The secondary replicas also apply edits in the order that the primary committed them, thus the secondaries contain a snapshot of the primary's data at any point in time. This is similar to RDBMS replications and HBase’s own multi-datacenter replication, but in a single cluster.
On the read side, the client can detect whether the read is coming from up-to-date data or is stale data. Also, the client can issue reads with different consistency requirements on a per-operation basis to ensure its own semantic guarantees.
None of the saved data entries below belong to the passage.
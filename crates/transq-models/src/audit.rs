//! Audit events emitted on job lifecycle changes.

use chrono::{DateTime, Utc};
use serde::{Deserialize, Serialize};
use std::fmt;

use crate::job::JobId;

/// Lifecycle action recorded in the audit trail.
#[derive(Debug, Clone, Copy, PartialEq, Eq, Hash, Serialize, Deserialize)]
#[serde(rename_all = "SCREAMING_SNAKE_CASE")]
pub enum AuditAction {
    JobCreated,
    JobProcessing,
    JobCompleted,
    JobFailed,
}

impl AuditAction {
    pub fn as_str(&self) -> &'static str {
        match self {
            AuditAction::JobCreated => "JOB_CREATED",
            AuditAction::JobProcessing => "JOB_PROCESSING",
            AuditAction::JobCompleted => "JOB_COMPLETED",
            AuditAction::JobFailed => "JOB_FAILED",
        }
    }
}

impl fmt::Display for AuditAction {
    fn fmt(&self, f: &mut fmt::Formatter<'_>) -> fmt::Result {
        write!(f, "{}", self.as_str())
    }
}

/// A single audit record.
#[derive(Debug, Clone, PartialEq, Serialize, Deserialize)]
#[serde(rename_all = "camelCase")]
pub struct AuditEvent {
    /// Who caused the change: an owner, a worker ID or `reconciler`
    pub actor: String,
    pub job_id: JobId,
    pub action: AuditAction,
    #[serde(default)]
    pub detail: serde_json::Value,
    pub at: DateTime<Utc>,
}

impl AuditEvent {
    pub fn new(
        actor: impl Into<String>,
        job_id: JobId,
        action: AuditAction,
        detail: serde_json::Value,
        at: DateTime<Utc>,
    ) -> Self {
        Self {
            actor: actor.into(),
            job_id,
            action,
            detail,
            at,
        }
    }
}

#[cfg(test)]
mod tests {
    use super::*;
    use serde_json::json;

    #[test]
    fn test_audit_event_wire_format() {
        let event = AuditEvent::new(
            "owner-1",
            JobId::from("v1"),
            AuditAction::JobCreated,
            json!({ "inputRef": "raw/v1.mov" }),
            Utc::now(),
        );
        let value = serde_json::to_value(&event).unwrap();
        assert_eq!(value["action"], "JOB_CREATED");
        assert_eq!(value["jobId"], "v1");
        assert_eq!(value["detail"]["inputRef"], "raw/v1.mov");
    }
}
//! transq CLI: submit and inspect transcode jobs.

use std::sync::Arc;

use anyhow::Context;
use clap::{Parser, Subcommand};

use transq_models::{JobId, SystemClock};
use transq_queue::{QueueConfig, RedisWorkQueue};
use transq_registry::{JobRegistry, RedisRegistry, RegistryConfig};
use transq_storage::S3Storage;
use transq_worker::logging::init_tracing;
use transq_worker::{Producer, Reconciler, SubmitRequest, TracingAuditSink};

#[derive(Parser)]
#[command(name = "transq", about = "Submit and inspect transcode jobs")]
struct Cli {
    #[command(subcommand)]
    command: Command,
}

#[derive(Subcommand)]
enum Command {
    /// Create a job and enqueue it
    Submit {
        /// Owner identity
        #[arg(long)]
        owner: String,
        /// Object key of the source
        #[arg(long)]
        input: String,
        /// Object key of the result
        #[arg(long)]
        output: String,
        /// JSON parameters
        #[arg(long, default_value = "{}")]
        params: String,
        /// Use this job ID instead of generating one
        #[arg(long)]
        job_id: Option<String>,
    },
    /// Show one job
    Status {
        job_id: String,
    },
    /// List the jobs of an owner
    Jobs {
        #[arg(long)]
        owner: String,
    },
    /// Run one reconciler sweep
    Reconcile,
    /// Enqueue a QUEUED or FAILED job again
    Requeue {
        job_id: String,
    },
}

#[tokio::main]
async fn main() -> anyhow::Result<()> {
    rustls::crypto::ring::default_provider()
        .install_default()
        .expect("Failed to install rustls crypto provider");

    dotenvy::dotenv().ok();
    init_tracing();
    let cli = Cli::parse();

    let registry = Arc::new(
        RedisRegistry::new(RegistryConfig::from_env()).context("Failed to create job registry")?,
    );

    match cli.command {
        Command::Submit {
            owner,
            input,
            output,
            params,
            job_id,
        } => {
            let params: serde_json::Value =
                serde_json::from_str(&params).context("--params must be JSON")?;
            let producer = producer(registry).await?;
            let request = SubmitRequest::new(owner, input, output, params);
            let job_id = match job_id {
                Some(id) => producer.submit_with_id(JobId::from(id), request).await?,
                None => producer.submit(request).await?,
            };
            println!("{job_id}");
        }
        Command::Status { job_id } => {
            let job = registry
                .get(&JobId::from(job_id.as_str()))
                .await?
                .with_context(|| format!("job {job_id} not found"))?;
            println!("{}", serde_json::to_string_pretty(&job)?);
        }
        Command::Jobs { owner } => {
            let jobs = registry.list_for_owner(&owner).await?;
            println!("{}", serde_json::to_string_pretty(&jobs)?);
        }
        Command::Reconcile => {
            let storage = Arc::new(
                S3Storage::from_env()
                    .await
                    .context("Failed to create object storage client")?,
            );
            let reconciler = Reconciler::new(
                registry,
                storage,
                Arc::new(TracingAuditSink),
                Arc::new(SystemClock),
            );
            let report = reconciler.sweep().await?;
            println!(
                "scanned={} expired={} completed={} failed={} skipped={}",
                report.scanned, report.expired, report.completed, report.failed, report.skipped
            );
        }
        Command::Requeue { job_id } => {
            let producer = producer(registry).await?;
            let message_id = producer.enqueue_existing(&JobId::from(job_id)).await?;
            println!("{message_id}");
        }
    }

    Ok(())
}

async fn producer(registry: Arc<RedisRegistry>) -> anyhow::Result<Producer> {
    let queue = RedisWorkQueue::new(QueueConfig::from_env(), "transq-cli")
        .context("Failed to create work queue")?;
    queue.init().await.context("Failed to initialize work queue")?;
    Ok(Producer::new(
        registry,
        Arc::new(queue),
        Arc::new(TracingAuditSink),
        Arc::new(SystemClock),
    ))
}
//! Job submission.

use std::sync::Arc;

use serde_json::json;
use tracing::{info, warn};

use transq_models::{AuditAction, AuditEvent, Clock, Job, JobId, JobStatus, TranscodeMessage, WorkMessage};
use transq_queue::WorkQueue;
use transq_registry::{JobRegistry, RegistryError};

use crate::audit::{emit, AuditSink};
use crate::context::Services;
use crate::error::{WorkerError, WorkerResult};
use crate::metrics;

/// What a caller asks to have transcoded.
#[derive(Debug, Clone, PartialEq)]
pub struct SubmitRequest {
    pub owner_id: String,
    pub input_ref: String,
    pub output_ref: String,
    pub params: serde_json::Value,
}

impl SubmitRequest {
    pub fn new(
        owner_id: impl Into<String>,
        input_ref: impl Into<String>,
        output_ref: impl Into<String>,
        params: serde_json::Value,
    ) -> Self {
        Self {
            owner_id: owner_id.into(),
            input_ref: input_ref.into(),
            output_ref: output_ref.into(),
            params,
        }
    }

    fn validate(&self) -> WorkerResult<()> {
        for (field, value) in [
            ("ownerId", &self.owner_id),
            ("inputRef", &self.input_ref),
            ("outputRef", &self.output_ref),
        ] {
            if value.trim().is_empty() {
                return Err(WorkerError::invalid_request(format!("{field} must not be empty")));
            }
        }
        if !(self.params.is_object() || self.params.is_null()) {
            return Err(WorkerError::invalid_request("params must be a JSON object"));
        }
        Ok(())
    }
}

/// Creates job records and enqueues the matching work messages.
#[derive(Clone)]
pub struct Producer {
    registry: Arc<dyn JobRegistry>,
    queue: Arc<dyn WorkQueue>,
    audit: Arc<dyn AuditSink>,
    clock: Arc<dyn Clock>,
}

impl Producer {
    pub fn new(
        registry: Arc<dyn JobRegistry>,
        queue: Arc<dyn WorkQueue>,
        audit: Arc<dyn AuditSink>,
        clock: Arc<dyn Clock>,
    ) -> Self {
        Self {
            registry,
            queue,
            audit,
            clock,
        }
    }

    pub fn from_services(services: &Services) -> Self {
        Self::new(
            services.registry.clone(),
            services.queue.clone(),
            services.audit.clone(),
            services.clock.clone(),
        )
    }

    /// Submit a job under a freshly generated ID.
    pub async fn submit(&self, request: SubmitRequest) -> WorkerResult<JobId> {
        let job_id = JobId::generate_at(self.clock.now());
        self.submit_with_id(job_id, request).await
    }

    /// Submit a job under a caller-chosen ID.
    ///
    /// The record is written first and the message sent only after that
    /// succeeded. The two writes are not atomic: if the send fails the job
    /// stays QUEUED without a message and [`enqueue_existing`] puts one back.
    /// Submitting the same ID again fails with `DuplicateJob`.
    ///
    /// [`enqueue_existing`]: Self::enqueue_existing
    pub async fn submit_with_id(&self, job_id: JobId, request: SubmitRequest) -> WorkerResult<JobId> {
        request.validate()?;
        if job_id.as_str().is_empty() {
            return Err(WorkerError::invalid_request("jobId must not be empty"));
        }

        let params = if request.params.is_null() {
            json!({})
        } else {
            request.params
        };
        let job = Job::new(
            job_id,
            request.owner_id,
            request.input_ref,
            request.output_ref,
            params,
            self.clock.now(),
        );

        self.registry.create(&job).await?;
        info!(job_id = %job.job_id, owner_id = %job.owner_id, "Created job");

        emit(
            self.audit.as_ref(),
            AuditEvent::new(
                job.owner_id.clone(),
                job.job_id.clone(),
                AuditAction::JobCreated,
                json!({
                    "inputRef": job.input_ref,
                    "outputRef": job.output_ref,
                    "params": job.params,
                }),
                self.clock.now(),
            ),
        )
        .await;

        if let Err(e) = self.send(&job).await {
            warn!(
                job_id = %job.job_id,
                error = %e,
                "Job created but not enqueued; requeue it to dispatch"
            );
            return Err(e);
        }

        metrics::record_job_submitted();
        Ok(job.job_id)
    }

    /// Send the work message for a job that already exists.
    ///
    /// Only QUEUED and FAILED jobs can be picked up by a worker, so any other
    /// status is rejected. Returns the queue message ID.
    pub async fn enqueue_existing(&self, job_id: &JobId) -> WorkerResult<String> {
        let job = self
            .registry
            .get(job_id)
            .await?
            .ok_or_else(|| RegistryError::job_not_found(job_id.as_str()))?;

        if !JobStatus::lockable().contains(&job.status) {
            return Err(WorkerError::invalid_request(format!(
                "job {} is {} and cannot be requeued",
                job.job_id, job.status
            )));
        }

        let message_id = self.send(&job).await?;
        info!(job_id = %job.job_id, message_id = %message_id, status = %job.status, "Requeued job");
        Ok(message_id)
    }

    async fn send(&self, job: &Job) -> WorkerResult<String> {
        let body = WorkMessage::Transcode(TranscodeMessage::for_job(job)).encode()?;
        Ok(self.queue.send(&body).await?)
    }
}

#[cfg(test)]
mod tests {
    use super::*;
    use crate::audit::MemoryAuditSink;
    use std::time::Duration;
    use transq_models::ManualClock;
    use transq_queue::{MemoryQueue, QueueError, QueueResult, QueueDepth, ReceivedMessage};
    use transq_registry::MemoryRegistry;

    struct Fixture {
        producer: Producer,
        registry: Arc<MemoryRegistry>,
        queue: Arc<MemoryQueue>,
        audit: Arc<MemoryAuditSink>,
    }

    fn fixture() -> Fixture {
        let registry = Arc::new(MemoryRegistry::new());
        let queue = Arc::new(MemoryQueue::default());
        let audit = Arc::new(MemoryAuditSink::new());
        let clock = Arc::new(ManualClock::at_epoch(1_700_000_000));
        let producer = Producer::new(registry.clone(), queue.clone(), audit.clone(), clock);
        Fixture {
            producer,
            registry,
            queue,
            audit,
        }
    }

    fn request() -> SubmitRequest {
        SubmitRequest::new("owner-1", "raw/v1.mov", "out/v1.mp4", json!({ "resolution": "720p" }))
    }

    #[tokio::test]
    async fn test_submit_writes_record_then_message() {
        let f = fixture();
        let job_id = f.producer.submit(request()).await.unwrap();
        assert!(job_id.as_str().starts_with("v_1700000000000_"));

        let job = f.registry.get(&job_id).await.unwrap().unwrap();
        assert_eq!(job.status, JobStatus::Queued);

        let bodies = f.queue.bodies();
        assert_eq!(bodies.len(), 1);
        let WorkMessage::Transcode(msg) = WorkMessage::decode(&bodies[0]).unwrap();
        assert_eq!(msg.job_id, job_id);
        assert_eq!(msg.params["resolution"], "720p");

        assert_eq!(f.audit.actions_for(&job_id), vec![AuditAction::JobCreated]);
        assert_eq!(f.audit.events()[0].actor, "owner-1");
    }

    #[tokio::test]
    async fn test_duplicate_id_is_rejected_without_second_message() {
        let f = fixture();
        let id = JobId::from("v1");
        f.producer.submit_with_id(id.clone(), request()).await.unwrap();

        let second = f.producer.submit_with_id(id.clone(), request()).await;
        assert!(matches!(
            second,
            Err(WorkerError::Registry(RegistryError::DuplicateJob(_)))
        ));
        assert_eq!(f.registry.len(), 1);
        assert_eq!(f.queue.len(), 1);
    }

    #[tokio::test]
    async fn test_empty_fields_are_invalid() {
        let f = fixture();
        let result = f
            .producer
            .submit(SubmitRequest::new("owner-1", "", "out/v1.mp4", json!({})))
            .await;
        assert!(matches!(result, Err(WorkerError::InvalidRequest(_))));
        assert!(f.registry.is_empty());
    }

    struct FailingQueue;

    #[async_trait::async_trait]
    impl WorkQueue for FailingQueue {
        async fn send(&self, _body: &str) -> QueueResult<String> {
            Err(QueueError::enqueue_failed("queue down"))
        }
        async fn receive(&self, _wait: Duration) -> QueueResult<Option<ReceivedMessage>> {
            Ok(None)
        }
        async fn delete(&self, _receipt: &str) -> QueueResult<()> {
            Ok(())
        }
        async fn extend_visibility(&self, _receipt: &str, _lease: Duration) -> QueueResult<()> {
            Ok(())
        }
        async fn depth(&self) -> QueueResult<QueueDepth> {
            Ok(QueueDepth::default())
        }
    }

    #[tokio::test]
    async fn test_failed_enqueue_leaves_job_for_requeue() {
        let registry = Arc::new(MemoryRegistry::new());
        let audit = Arc::new(MemoryAuditSink::new());
        let clock = Arc::new(ManualClock::at_epoch(1_700_000_000));
        let broken = Producer::new(registry.clone(), Arc::new(FailingQueue), audit.clone(), clock.clone());

        let id = JobId::from("v1");
        let result = broken.submit_with_id(id.clone(), request()).await;
        assert!(matches!(result, Err(WorkerError::Queue(_))));
        assert_eq!(
            registry.get(&id).await.unwrap().unwrap().status,
            JobStatus::Queued
        );

        let queue = Arc::new(MemoryQueue::default());
        let producer = Producer::new(registry, queue.clone(), audit, clock);
        producer.enqueue_existing(&id).await.unwrap();
        assert_eq!(queue.len(), 1);
    }

    #[tokio::test]
    async fn test_requeue_unknown_job() {
        let f = fixture();
        let result = f.producer.enqueue_existing(&JobId::from("nope")).await;
        assert!(matches!(
            result,
            Err(WorkerError::Registry(RegistryError::JobNotFound(_)))
        ));
    }
}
The client might still read stale data if it receives data from one secondary replica first, followed by reads from another secondary replica. There is no stickiness to region replicas, nor is there a transaction ID-based guarantee. If required, this can be implemented later.
Memory Accounting
Secondary region replicas refer to data files in the primary region replica, but they have their own MemStores (in HA Phase 2) and use block cache as well. However, one distinction is that secondary region replicas cannot flush data when there is memory pressure for their MemStores. They can only free up MemStore memory when the primary region does a flush and the flush is replicated to the secondary.
Because a RegionServer can host primary replicas for some regions and secondaries for others, secondary replicas might generate extra flushes to primary regions in the same host. In extreme situations, there might be no memory for new writes from the primary, via WAL replication.
To resolve this situation, the secondary replica is allowed to do a “store file
refresh.” A file system list operation picks up new files from the primary, possibly dropping
its MemStore. This refresh is only performed if the MemStore size of the biggest secondary
region replica is at least
hbase.region.replica.storefile.refresh.memstore.multiplier
times bigger
than the biggest MemStore of a primary replica. (The default value for
hbase.region.replica.storefile.refresh.memstore.multiplier
is 4.)
Note | |
---|---|
If this operation is performed, the secondary replica might obtain partial row updates across column families (because column families are flushed independently). We recommend that you configure HBase to not do this operation frequently. You can disable this feature by setting the value to a large number, but this might cause replication to be blocked without resolution. |
Secondary Replica Failover
When a secondary region replica first comes online, or after a secondary region fails over, it may have contain edits from its MemStore. The secondary replica must ensure that it does accesss stale data (data that has been overwritten) before serving requests after assignment. Therefore, the secondary waits until it detects a full flush cycle (start flush, commit flush) or a “region open event” replicated from the primary.
Until the flush cycle occurs, the secondary region replica rejects all read requests via an IOException with the following message:
The region's reads are disabled
Other replicas are probably still be available to read, thus not causing any impact for the RPC with TIMELINE consistency.
To facilitate faster recovery, the secondary region triggers a flush request from
the primary when it is opened. The configuration property
hbase.region.replica.wait.for.primary.flush
(enabled by default) can be
used to disable this feature if needed.